Adult assessments rely heavily on it — developmental milestones, early behaviours, how you were as a child before you learned to compensate. I didn’t want to involve my parents. My memory has always been poor for details, and what I did remember I had spent years explaining away — anxious, pessimistic, easily stressed. Those were the words that had followed me. Not autistic. Never that.
So I sat down and wrote. That is how I process things — I pour it out and the shape of it becomes clearer. The more I wrote, the more I found. Memories I hadn’t visited in years surfaced slowly. I began to see that what I had always thought were ADHD traits — the scattered feeling, the difficulty sustaining, the sense of always catching up — had grown more prominent as I got older. But underneath them, earlier, were things that looked different. The food rigidity. The crying before school without being able to explain why. The recess spent alone not because I had no friends but because the canteen was too much. I had not seen any of it as autistic at the time. I just thought I was a certain kind of difficult.
Writing it down did not give me a diagnosis. But it gave me back a girl I had almost completely misread.
That girl, and the threads she left behind, are something I’ve written about in The Threads of Life — Growing Up as an Undiagnosed Neurodivergent Woman.
Going back through all of it confirmed what I already half-knew, but some of the it were worse than I remembered. I felt a pang of heartache for the girl who had been struggling back then. I wanted to reach back and give her a hug.
When I arrived for the intake session, I didn’t hand the summary over. I was afraid of being seen as too extra — too much. I sat across from her and answered her questions and left the folder in my bag. I have spent my life moderating myself, my feelings, my thoughts. Friends have told me I give the impression of being calm and zen. Little did they know.
After much deliberation, I sent the document by email instead. I thought: it’s already done, and I want the most complete assessment possible. At worst, she could ignore it. Maybe the sending of it was data too.

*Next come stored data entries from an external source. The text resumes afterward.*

use crate::types::{CohortLayout, ModelParams};
use crate::{geom, NRError, NRResult};
use ndarray::{s, Array2, Axis};
use rand::Rng;
use std::f32::consts::PI;

/// Target cell density used to derive the pivot spacing of the collision pass.
pub const TARGET_DENSITY: f32 = 3500.0;
/// Safety factor applied to the blocking radius when sizing collision buckets.
pub const NEURON_RAD_FACTOR: f32 = 1.1;

/// Removes cells that overlap a neighbor, bucketing the pairwise checks over a
/// pivot grid so the distance matrix stays bucket-sized.
///
/// Buckets overlap (`cube_size > step`), so every close pair is examined by at
/// least one pivot; duplicate marks from shared boundaries are idempotent.
/// Returns the positions of the surviving cells, order preserved.
#[tracing::instrument(skip(cell_pos), name = "kernel_collision_minibatch")]
pub fn check_all_collision_minibatch(
    cell_pos: &Array2<f32>,
    sphere_rad: f32,
    neuron_rad: f32,
) -> NRResult<Array2<f32>> {
    if sphere_rad <= 0.0 || neuron_rad <= 0.0 {
        return Err(NRError::InvalidArgument(format!(
            "radii must be positive, got sphere_rad={sphere_rad}, neuron_rad={neuron_rad}"
        )));
    }
    if cell_pos.ncols() != 3 {
        return Err(NRError::InvalidArgument(format!(
            "cell positions must be [N,3], got [N,{}]",
            cell_pos.ncols()
        )));
    }
    let n = cell_pos.nrows();
    if n == 0 {
        return Ok(cell_pos.clone());
    }

    let step = (4.0 / 3.0) * PI * sphere_rad.powi(3) * TARGET_DENSITY / n as f32;
    let cube_size = 2.05 * NEURON_RAD_FACTOR * neuron_rad + step;
    let pivots = geom::generate_pivot_tensor(sphere_rad, step)?; // [S^3,3]

    let mut keep = vec![true; n];
    for pivot in pivots.rows() {
        let in_cube = geom::find_in_cube(cell_pos, pivot, cube_size);
        if in_cube.len() < 2 {
            continue;
        }
        let bucket = cell_pos.select(Axis(0), &in_cube); // [M,3]
        for local in geom::select_overlap(&bucket, neuron_rad) {
            keep[in_cube[local]] = false;
        }
    }

    let survivors: Vec<usize> = keep
        .iter()
        .enumerate()
        .filter_map(|(i, &k)| k.then_some(i))
        .collect();
    Ok(cell_pos.select(Axis(0), &survivors))
}

/// Splits placed cells into neurons and glia: the first `floor(nratio * N)`
/// rows become neurons, the remainder glia, order preserved.
pub fn split_into_glia_neuron(nratio: f32, points: &Array2<f32>) -> (Array2<f32>, Array2<f32>) {
    let n = points.nrows();
    let n_neuron = (nratio * n as f32).floor() as usize;
    let neurons = points.slice(s![..n_neuron, ..]).to_owned();
    let glia = points.slice(s![n_neuron.., ..]).to_owned();
    (neurons, glia)
}

/// Per-cohort position arrays produced at model-build time. Never mutated
/// afterwards; row index is the cell's identity within its cohort.
#[derive(Debug, Clone)]
pub struct CellPositions {
    pub input_pos: Array2<f32>,
    pub hidden_pos: Array2<f32>,
    pub output_pos: Array2<f32>,
    pub glia_pos: Array2<f32>,
}

impl CellPositions {
    /// Effective id-space partition of the placed neurons.
    pub fn layout(&self) -> CohortLayout {
        CohortLayout {
            input: self.input_pos.nrows(),
            hidden: self.hidden_pos.nrows(),
            output: self.output_pos.nrows(),
        }
    }
}

/// Places all cohorts: input and output neurons on the sphere surface via one
/// shared golden-spiral lattice, hidden neurons and glia in the ball with the
/// collision pass applied before the role split.
///
/// Collision pruning can only shrink the interior cohort, so the effective
/// layout is derived from the surviving cells rather than taken from `params`.
pub fn place_cells<R: Rng>(
    params: &ModelParams,
    rng: &mut R,
) -> NRResult<CellPositions> {
    params.validate()?;

    let surface = geom::sphere_even(params.input_size + params.output_size, params.sphere_rad)?;
    let input_pos = surface.slice(s![..params.input_size, ..]).to_owned();
    let output_pos = surface.slice(s![params.input_size.., ..]).to_owned();

    let hidden_target = params.neuron_size - params.input_size - params.output_size;
    if hidden_target > 0 && params.nratio <= 0.0 {
        return Err(NRError::InvalidArgument(
            "nratio must be positive when hidden neurons are requested".to_string(),
        ));
    }
    let interior_request = if hidden_target == 0 {
        0
    } else {
        (hidden_target as f32 / params.nratio).round() as usize
    };

    let interior = geom::ball_random(interior_request, params.sphere_rad, rng)?;
    let interior = check_all_collision_minibatch(&interior, params.sphere_rad, params.neuron_rad)?;
    let (hidden_pos, glia_pos) = split_into_glia_neuron(params.nratio, &interior);

    Ok(CellPositions {
        input_pos,
        hidden_pos,
        output_pos,
        glia_pos,
    })
}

The intake session is the first formal step — a clinical interview where the psychologist gathers your background and history, gets a sense of your concerns, and decides what to assess and how. She recommended proceeding with both autism and ADHD assessments. The IQ component was optional. My husband suggested I do the complete package, for a fuller picture of my cognitive profile. At that point I didn’t think I was gifted. I mostly wanted to know why some things had always been so hard, and I thought a complete test would give me a better picture of my strengths, weaknesses, the shape of how my mind actually works.
That first session is also, I came to understand, about something else entirely. It is as much for you to assess the clinician as the other way around.
I knew this because of my son’s assessment. The psychologist who saw him was competent. I just never quite felt seen by her. Information came in pieces. When I had gaps in my understanding, I was afraid to push too hard. I went home and read research papers by myself and came back with more questions and worried the whole time about being difficult. A good clinician and a good fit are not the same thing. For an assessment to be accurate, you need to feel safe enough to be vulnerable — to show who you actually are, not the version of yourself you have spent years curating.
If you don’t feel that with the first person you meet, it is worth finding someone else.
She handed me questionnaires during the session and sent others by email. Some I filled in myself. Others my husband completed as an informant — someone who knows you outside a clinical setting, who can describe how you function in daily life from the outside rather than the inside.
I didn’t ask him what he had written. I knew he knew me well enough, and I knew he accepted me as I am. That, more than anything, was what I needed to believe sitting across from her — that his account of me would be honest rather than protective. The gap between how I experience myself and how I appear to someone who lives with me turned out to be more significant than I expected. What looks like coping, from the outside, often is. What it costs is less visible.
The scales covered different ground. The Conners Adult ADHD Rating Scale looked at attention, impulsivity, and hyperactivity — how I manage focus, how I lose it, whether the difficulty is situational or constant. The Social Responsiveness Scale mapped social awareness and communication, including how much effort social interaction actually costs. The Camouflaging Autistic Traits Questionnaire — the CAT-Q — was designed specifically for people who may have learned to hide their autistic traits so effectively that standard tools miss them. It asks not just what you do, but what you are working to conceal. The Behaviour Rating Inventory of Executive Function looked at planning, working memory, emotional regulation — the day-to-day business of running a life.
I completed all of them with the same feeling: that I was trying to describe something in a language that didn’t quite have the right words. The honest answer to almost every item was it depends — on how much sleep I’d had, whether I trusted the person across from me, whether I’d already spent my reserves on being fine before I arrived. The format doesn’t have room for that. It asks you to collapse something layered and lifelong into a single word.
I wanted to annotate every answer. The psychologist said I could. I did.
The formal assessment happened over two days.
I didn’t sleep well the night before. I couldn’t eat in the morning. I arrived at the clinic with a pounding headache and asked the receptionist for paracetamol before we started — I was genuinely worried about not being able to think clearly.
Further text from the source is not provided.